Joe’s book prompted speaking invitations in England, Italy, and Australia. His ideas were quoted approvingly by the New York Times, NPR, and the BBC, particularly as the 2008 presidential election neared. His rage became his brand, a fishing vest and beer gut his uniform, and before Barack Obama began campaigning for a second term, Joe Bageant was dead, at age sixty-four. It was cancer, not suicide, but by the end he’d grown so angry about the root cruelty and unfairness of American-style capitalism that the only solace he allowed himself in his columns was a firm belief in the oncoming collapse. “It is seeing everything in material terms, just like our avaricious capitalist overlords, that holds us back,” he wrote just months before learning of the tumor that had clenched around his intestines like a fist. “We are in the sixth great species die-off here.”
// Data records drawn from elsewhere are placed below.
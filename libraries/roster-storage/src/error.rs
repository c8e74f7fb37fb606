/// Storage-specific errors
use thiserror::Error;

/// Result type alias using `StorageError`
pub type Result<T> = std::result::Result<T, StorageError>;

/// Storage error types
#[derive(Error, Debug)]
pub enum StorageError {
    /// Migration error
    #[error("Migration error: {0}")]
    Migration(#[from] sqlx::migrate::MigrateError),

    /// Database error from `SQLx`
    #[error(transparent)]
    Database(#[from] sqlx::Error),
}

impl From<StorageError> for roster_core::RosterError {
    fn from(err: StorageError) -> Self {
        roster_core::RosterError::storage(err.to_string())
    }
}
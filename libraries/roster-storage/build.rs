//! Build script for roster-storage.
//!
//! This script ensures the crate is rebuilt when database migrations change.

fn main() {
    // Trigger rebuild when migrations change
    println!("cargo:rerun-if-changed=migrations");
}
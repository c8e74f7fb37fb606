//! Search state container
//!
//! All session state lives in [`UserListState`]. Operations are synchronous
//! and never touch storage; each one that can affect the search history
//! reports a [`HistoryChange`] so the caller knows what to persist.

use crate::filter::{filter_by_name, sort_by_name};
use crate::history::SearchHistory;
use crate::types::{FetchStatus, SortDirection, UserRecord};

/// What happened to the search history during an operation
#[derive(Debug, Clone, Copy, PartialEq, Eq)]
pub enum HistoryChange {
    Unchanged,
    /// A new term was appended
    Appended,
    /// The history was emptied
    Cleared,
}

/// Full state of one searchable user list
#[derive(Debug, Clone, Default)]
pub struct UserListState {
    users: Vec<UserRecord>,
    filtered: Vec<UserRecord>,
    search_text: String,
    sort_direction: SortDirection,
    history: SearchHistory,
    fetch_status: FetchStatus,
}

impl UserListState {
    /// Fresh state with a previously persisted history, before any fetch
    pub fn new(history: SearchHistory) -> Self {
        Self {
            history,
            ..Self::default()
        }
    }

    /// Install the fetched collection as both the full set and the view
    pub fn users_loaded(&mut self, users: Vec<UserRecord>) {
        self.filtered.clone_from(&users);
        self.users = users;
        self.fetch_status = FetchStatus::Loaded;
    }

    /// Record a failed fetch; the view stays as it is (empty)
    pub fn users_failed(&mut self, reason: impl Into<String>) {
        self.fetch_status = FetchStatus::Failed(reason.into());
    }

    /// Replace the pending search text without filtering
    pub fn set_search_text(&mut self, text: impl Into<String>) {
        self.search_text = text.into();
    }

    /// Filter the full set by `term` and record the term
    ///
    /// The view is rebuilt from the full set in fetch order, discarding any
    /// earlier sort. The sort direction itself is left alone.
    pub fn search(&mut self, term: &str) -> HistoryChange {
        self.search_text = term.to_string();
        self.filtered = filter_by_name(&self.users, term);

        if self.history.record(term) {
            HistoryChange::Appended
        } else {
            HistoryChange::Unchanged
        }
    }

    /// Run [`search`](Self::search) with the pending search text
    pub fn submit_search(&mut self) -> HistoryChange {
        let term = self.search_text.clone();
        self.search(&term)
    }

    /// Sort the current view by name in the current direction, then flip
    /// the direction for the next call
    pub fn toggle_sort(&mut self) {
        sort_by_name(&mut self.filtered, self.sort_direction);
        self.sort_direction = self.sort_direction.flipped();
    }

    /// Reset search text, view, direction and history
    ///
    /// The fetched users are kept.
    pub fn clear(&mut self) -> HistoryChange {
        self.search_text.clear();
        self.filtered.clone_from(&self.users);
        self.sort_direction = SortDirection::Ascending;
        self.history.clear();
        HistoryChange::Cleared
    }

    /// Re-run a search for a history entry as if it had been typed
    pub fn select_past_search(&mut self, term: &str) -> HistoryChange {
        self.search(term)
    }

    pub fn users(&self) -> &[UserRecord] {
        &self.users
    }

    /// Users currently displayed
    pub fn filtered(&self) -> &[UserRecord] {
        &self.filtered
    }

    pub fn search_text(&self) -> &str {
        &self.search_text
    }

    /// Direction the next [`toggle_sort`](Self::toggle_sort) applies
    pub fn sort_direction(&self) -> SortDirection {
        self.sort_direction
    }

    pub fn history(&self) -> &SearchHistory {
        &self.history
    }

    pub fn fetch_status(&self) -> &FetchStatus {
        &self.fetch_status
    }
}
//! Plain-text rendering of the user list
//!
//! Layout mirrors the screen: title, search text, sort trigger label, past
//! searches, then one block per user in view.

use roster_core::{FetchStatus, SearchHistory, UserListState, UserRecord};
use std::fmt::Write;

pub const TITLE: &str = "User Info";
pub const NO_USERS: &str = "No users found";

/// One user as a block of labelled lines
pub fn render_user(user: &UserRecord) -> String {
    let mut out = String::new();
    let _ = writeln!(out, "Name: {}", user.name);
    let _ = writeln!(out, "Username: {}", user.username);
    let _ = writeln!(out, "Email: {}", user.email);
    let _ = writeln!(out, "Address: {}", user.address.one_line());
    let _ = writeln!(out, "Phone: {}", user.phone);
    let _ = writeln!(out, "Website: {}", user.website);
    let _ = writeln!(out, "Company: {}", user.company.name);
    out
}

/// User blocks separated by blank lines, or the empty-view message
pub fn render_users(users: &[UserRecord]) -> String {
    if users.is_empty() {
        return format!("{}\n", NO_USERS);
    }

    users
        .iter()
        .map(render_user)
        .collect::<Vec<_>>()
        .join("\n")
}

/// Past searches, numbered from 1 the way `past <n>` selects them
pub fn render_history(history: &SearchHistory) -> String {
    let mut out = String::from("Past Searches:");
    if history.is_empty() {
        out.push_str(" (none)");
    }
    for (i, term) in history.terms().iter().enumerate() {
        let _ = write!(out, " [{}] {:?}", i + 1, term);
    }
    out.push('\n');
    out
}

/// Failure line for a fetch that did not complete, empty otherwise
pub fn render_fetch_failure(status: &FetchStatus) -> String {
    match status {
        FetchStatus::Failed(reason) => format!("Failed to load users: {}\n", reason),
        _ => String::new(),
    }
}

/// Whole screen for `state`
pub fn render_view(state: &UserListState) -> String {
    let mut out = String::new();
    let _ = writeln!(out, "{}", TITLE);
    let _ = writeln!(
        out,
        "Search: {:?}    [{}]",
        state.search_text(),
        state.sort_direction().label()
    );
    out.push_str(&render_history(state.history()));
    out.push('\n');

    out.push_str(&render_fetch_failure(state.fetch_status()));
    out.push_str(&render_users(state.filtered()));
    out
}
/// Core error types for Roster
use thiserror::Error;

/// Result type alias using `RosterError`
pub type Result<T> = std::result::Result<T, RosterError>;

/// Core error type for Roster
#[derive(Error, Debug)]
pub enum RosterError {
    /// Key/value storage errors
    #[error("Storage error: {0}")]
    Storage(String),

    /// Fetching users failed
    #[error("Network error: {0}")]
    Network(String),

    /// Serialization errors
    #[error(transparent)]
    Serialization(#[from] serde_json::Error),
}

impl RosterError {
    /// Create a storage error
    pub fn storage(msg: impl Into<String>) -> Self {
        Self::Storage(msg.into())
    }

    /// Create a network error
    pub fn network(msg: impl Into<String>) -> Self {
        Self::Network(msg.into())
    }
}
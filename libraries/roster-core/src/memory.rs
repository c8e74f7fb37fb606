//! In-memory key/value store
//!
//! Nothing survives the process. Useful for tests and for sessions run with
//! persistence disabled.

use crate::error::Result;
use crate::traits::KeyValueStore;
use async_trait::async_trait;
use std::collections::HashMap;
use std::sync::RwLock;

#[derive(Debug, Default)]
pub struct MemoryStore {
    entries: RwLock<HashMap<String, String>>,
}

impl MemoryStore {
    pub fn new() -> Self {
        Self::default()
    }

    /// Store pre-seeded with `entries`
    pub fn with_entries<I, K, V>(entries: I) -> Self
    where
        I: IntoIterator<Item = (K, V)>,
        K: Into<String>,
        V: Into<String>,
    {
        let entries = entries
            .into_iter()
            .map(|(k, v)| (k.into(), v.into()))
            .collect();
        Self {
            entries: RwLock::new(entries),
        }
    }

    fn read(&self) -> std::sync::RwLockReadGuard<'_, HashMap<String, String>> {
        // A poisoned lock still holds consistent data: every write is a single insert/remove.
        self.entries.read().unwrap_or_else(|e| e.into_inner())
    }

    fn write(&self) -> std::sync::RwLockWriteGuard<'_, HashMap<String, String>> {
        self.entries.write().unwrap_or_else(|e| e.into_inner())
    }
}

#[async_trait]
impl KeyValueStore for MemoryStore {
    async fn get(&self, key: &str) -> Result<Option<String>> {
        Ok(self.read().get(key).cloned())
    }

    async fn set(&self, key: &str, value: &str) -> Result<()> {
        self.write().insert(key.to_string(), value.to_string());
        Ok(())
    }

    async fn remove(&self, key: &str) -> Result<bool> {
        Ok(self.write().remove(key).is_some())
    }
}
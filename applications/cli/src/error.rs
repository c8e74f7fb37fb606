/// CLI error types
use thiserror::Error;

pub type Result<T> = std::result::Result<T, CliError>;

#[derive(Debug, Error)]
pub enum CliError {
    #[error("Configuration error: {0}")]
    Config(String),

    #[error("Directory client error: {0}")]
    Client(#[from] roster_client::ClientError),

    #[error("Storage error: {0}")]
    Storage(#[from] roster_storage::StorageError),

    #[error(transparent)]
    Roster(#[from] roster_core::RosterError),

    #[error("IO error: {0}")]
    Io(#[from] std::io::Error),
}
/// Session wiring: configuration to a loaded user list, plus the one-shot
/// commands
use crate::config::RosterConfig;
use crate::error::Result;
use crate::render::{render_fetch_failure, render_history, render_users};
use roster_client::DirectoryClient;
use roster_core::{history, KeyValueStore, SearchableUserList};
use roster_storage::SqliteKeyValueStore;

/// Open the history store described by `config`
pub async fn open_store(config: &RosterConfig) -> Result<SqliteKeyValueStore> {
    let store = roster_storage::open(&config.storage.database_url).await?;
    tracing::debug!(url = %config.storage.database_url, "History store ready");
    Ok(store)
}

/// Start a session: load history, then fetch users once
///
/// A failed fetch does not fail the session; it shows up in the state's
/// fetch status instead.
pub async fn start_session(config: &RosterConfig) -> Result<SearchableUserList<SqliteKeyValueStore>> {
    let store = open_store(config).await?;
    let mut list = SearchableUserList::open(store).await?;

    let client = DirectoryClient::new(config.client_config())?;
    tracing::info!(url = %client.users_url(), "Fetching users");
    list.load_users(&client).await;

    Ok(list)
}

/// Run one search on a loaded list, optionally sorted once, and render the
/// matches preceded by the fetch failure line if there is one
pub async fn search_once<K: KeyValueStore>(
    list: &mut SearchableUserList<K>,
    term: &str,
    sort: bool,
) -> Result<String> {
    list.search(term).await?;
    if sort {
        list.toggle_sort();
    }

    let mut out = render_fetch_failure(list.state().fetch_status());
    out.push_str(&render_users(list.state().filtered()));
    Ok(out)
}

/// Persisted past searches, rendered
pub async fn history_report<K: KeyValueStore + ?Sized>(store: &K) -> Result<String> {
    let history = history::load_history(store).await?;
    Ok(render_history(&history))
}

/// Erase persisted past searches and report how many there were
pub async fn clear_history<K: KeyValueStore>(store: K) -> Result<String> {
    let mut list = SearchableUserList::open(store).await?;
    let erased = list.state().history().len();

    list.clear().await?;

    tracing::info!(erased, "Search history erased");
    Ok(format!("Erased {} past searches\n", erased))
}
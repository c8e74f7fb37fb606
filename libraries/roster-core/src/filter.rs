//! Name filtering and ordering
//!
//! Names are compared by their lowercased form. Results depend only on the
//! input slice and its order.

use crate::types::{SortDirection, UserRecord};
use std::cmp::Reverse;

/// Users whose name contains `term`, ignoring case, in input order
///
/// An empty `term` matches every user.
pub fn filter_by_name(users: &[UserRecord], term: &str) -> Vec<UserRecord> {
    let needle = term.to_lowercase();
    users
        .iter()
        .filter(|user| user.name_key().contains(&needle))
        .cloned()
        .collect()
}

/// Sort `users` in place by lowercased name
///
/// The sort is stable in both directions, so users with equal names keep
/// their relative order.
pub fn sort_by_name(users: &mut [UserRecord], direction: SortDirection) {
    match direction {
        SortDirection::Ascending => users.sort_by_cached_key(UserRecord::name_key),
        SortDirection::Descending => users.sort_by_cached_key(|user| Reverse(user.name_key())),
    }
}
Returning as he did to Winchester right as Bush took office, Joe Bageant stepped into a writer’s dream—a perfect confluence of subject, setting, and personal knowledge—and he responded with fury, writing essay after raging essay, a dazzling output that collectively foresaw the housing crisis and recession, Obamacare, and “the 1 percent” as a rhetorical tool. Yet four years after his death, he’s remembered for one book and a corresponding moment of semi-fame as “America’s Most Literate Redneck,” if he’s remembered at all.
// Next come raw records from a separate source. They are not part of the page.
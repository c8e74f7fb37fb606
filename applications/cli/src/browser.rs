//! Interactive browser
//!
//! Reads one command per line and maps it onto a session operation, then
//! re-renders the view. This is the only place terminal input meets the
//! search state.

use crate::error::Result;
use crate::render::{render_history, render_view};
use roster_core::{KeyValueStore, SearchableUserList};
use std::fmt::Write as _;
use std::str::FromStr;
use tokio::io::{AsyncBufRead, AsyncBufReadExt, AsyncWrite, AsyncWriteExt};
use tracing::{debug, warn};

pub const HELP: &str = "\
Commands:
  search [term]   filter by name (empty term shows everyone)
  type <text>     set the search text without searching
                  (term and text are taken as typed after one space)
  submit          search with the current text
  sort            sort the list (label shows the next direction)
  clear           reset search, sort and past searches
  past <n>        repeat past search number n
  show            redraw the list
  history         list past searches
  help            show this help
  quit            exit
";

/// One line of user input
#[derive(Debug, Clone, PartialEq, Eq)]
pub enum Command {
    Search(String),
    Type(String),
    Submit,
    Sort,
    Clear,
    /// 1-based index into the search history
    Past(usize),
    Show,
    History,
    Help,
    Quit,
}

impl FromStr for Command {
    type Err = String;

    fn from_str(line: &str) -> std::result::Result<Self, Self::Err> {
        let line = line.trim_start();
        let (word, rest) = line.split_once(' ').unwrap_or((line.trim_end(), ""));

        match word.to_ascii_lowercase().as_str() {
            "search" | "s" => Ok(Self::Search(rest.to_string())),
            "type" | "t" => Ok(Self::Type(rest.to_string())),
            "submit" => Ok(Self::Submit),
            "sort" => Ok(Self::Sort),
            "clear" => Ok(Self::Clear),
            "past" | "p" => rest
                .trim()
                .parse::<usize>()
                .ok()
                .filter(|n| *n > 0)
                .map(Self::Past)
                .ok_or_else(|| "Usage: past <n> (n starts at 1)".to_string()),
            "show" | "" => Ok(Self::Show),
            "history" => Ok(Self::History),
            "help" | "?" => Ok(Self::Help),
            "quit" | "exit" | "q" => Ok(Self::Quit),
            other => Err(format!("Unknown command: {} (try help)", other)),
        }
    }
}

/// Whether the loop keeps reading
#[derive(Debug, Clone, Copy, PartialEq, Eq)]
pub enum Flow {
    Continue,
    Quit,
}

pub struct Browser<K> {
    list: SearchableUserList<K>,
}

impl<K: KeyValueStore> Browser<K> {
    pub fn new(list: SearchableUserList<K>) -> Self {
        Self { list }
    }

    pub fn list(&self) -> &SearchableUserList<K> {
        &self.list
    }

    /// Apply one command and return the text to show
    ///
    /// Failing to persist the history is reported in the output, never
    /// fatal: the in-memory state already reflects the command.
    pub async fn execute(&mut self, command: Command) -> (Flow, String) {
        debug!(?command, "Executing command");

        let saved = match &command {
            Command::Search(term) => self.list.search(term).await,
            Command::Type(text) => {
                self.list.set_search_text(text.clone());
                Ok(())
            }
            Command::Submit => self.list.submit_search().await,
            Command::Sort => {
                self.list.toggle_sort();
                Ok(())
            }
            Command::Clear => self.list.clear().await,
            Command::Past(n) => {
                let history = self.list.state().history();
                let Some(term) = n
                    .checked_sub(1)
                    .and_then(|i| history.get(i))
                    .map(str::to_string)
                else {
                    return (Flow::Continue, format!("No past search #{}\n", n));
                };
                self.list.select_past_search(&term).await
            }
            Command::History => {
                return (Flow::Continue, render_history(self.list.state().history()));
            }
            Command::Help => return (Flow::Continue, HELP.to_string()),
            Command::Quit => return (Flow::Quit, String::new()),
            Command::Show => Ok(()),
        };

        let mut out = String::new();
        if let Err(e) = saved {
            warn!(error = %e, "Could not save search history");
            let _ = writeln!(out, "warning: could not save search history: {}", e);
        }
        out.push_str(&render_view(self.list.state()));
        (Flow::Continue, out)
    }

    /// Read commands from `input` until `quit` or end of input
    pub async fn run<R, W>(&mut self, input: R, output: &mut W) -> Result<()>
    where
        R: AsyncBufRead + Unpin,
        W: AsyncWrite + Unpin,
    {
        output
            .write_all(render_view(self.list.state()).as_bytes())
            .await?;
        output.write_all(b"> ").await?;
        output.flush().await?;

        let mut lines = input.lines();
        while let Some(line) = lines.next_line().await? {
            let text = match line.parse::<Command>() {
                Ok(command) => {
                    let (flow, text) = self.execute(command).await;
                    if flow == Flow::Quit {
                        break;
                    }
                    text
                }
                Err(message) => format!("{}\n", message),
            };

            output.write_all(text.as_bytes()).await?;
            output.write_all(b"> ").await?;
            output.flush().await?;
        }

        output.write_all(b"\n").await?;
        output.flush().await?;
        Ok(())
    }
}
From the outside, Joe Bageant’s career and image seemed to materialize spontaneously, but for all his bubba bona fides, Joe’s outlook was equally the product of LSD, Buddhism, American Indian activists, Timothy Leary, and the back-to-the-land movement. In fact, the twenty-first century’s foremost chronicler of red-state dispossession was more than just a literate redneck—he was an avenging angel of the forgotten rural hippie movement. If his work—particularly his vivid second book, Rainbow Pie: A Redneck Memoir, which remains without a U.S. publisher—were more deeply and widely read and his life more fully understood, Joe’s most radical propositions might seem worth considering: he insisted that tree-huggers are the natural allies of trailer trash, and that the political disasters of the last few decades are a result of the mainstream left’s disavowal of them both.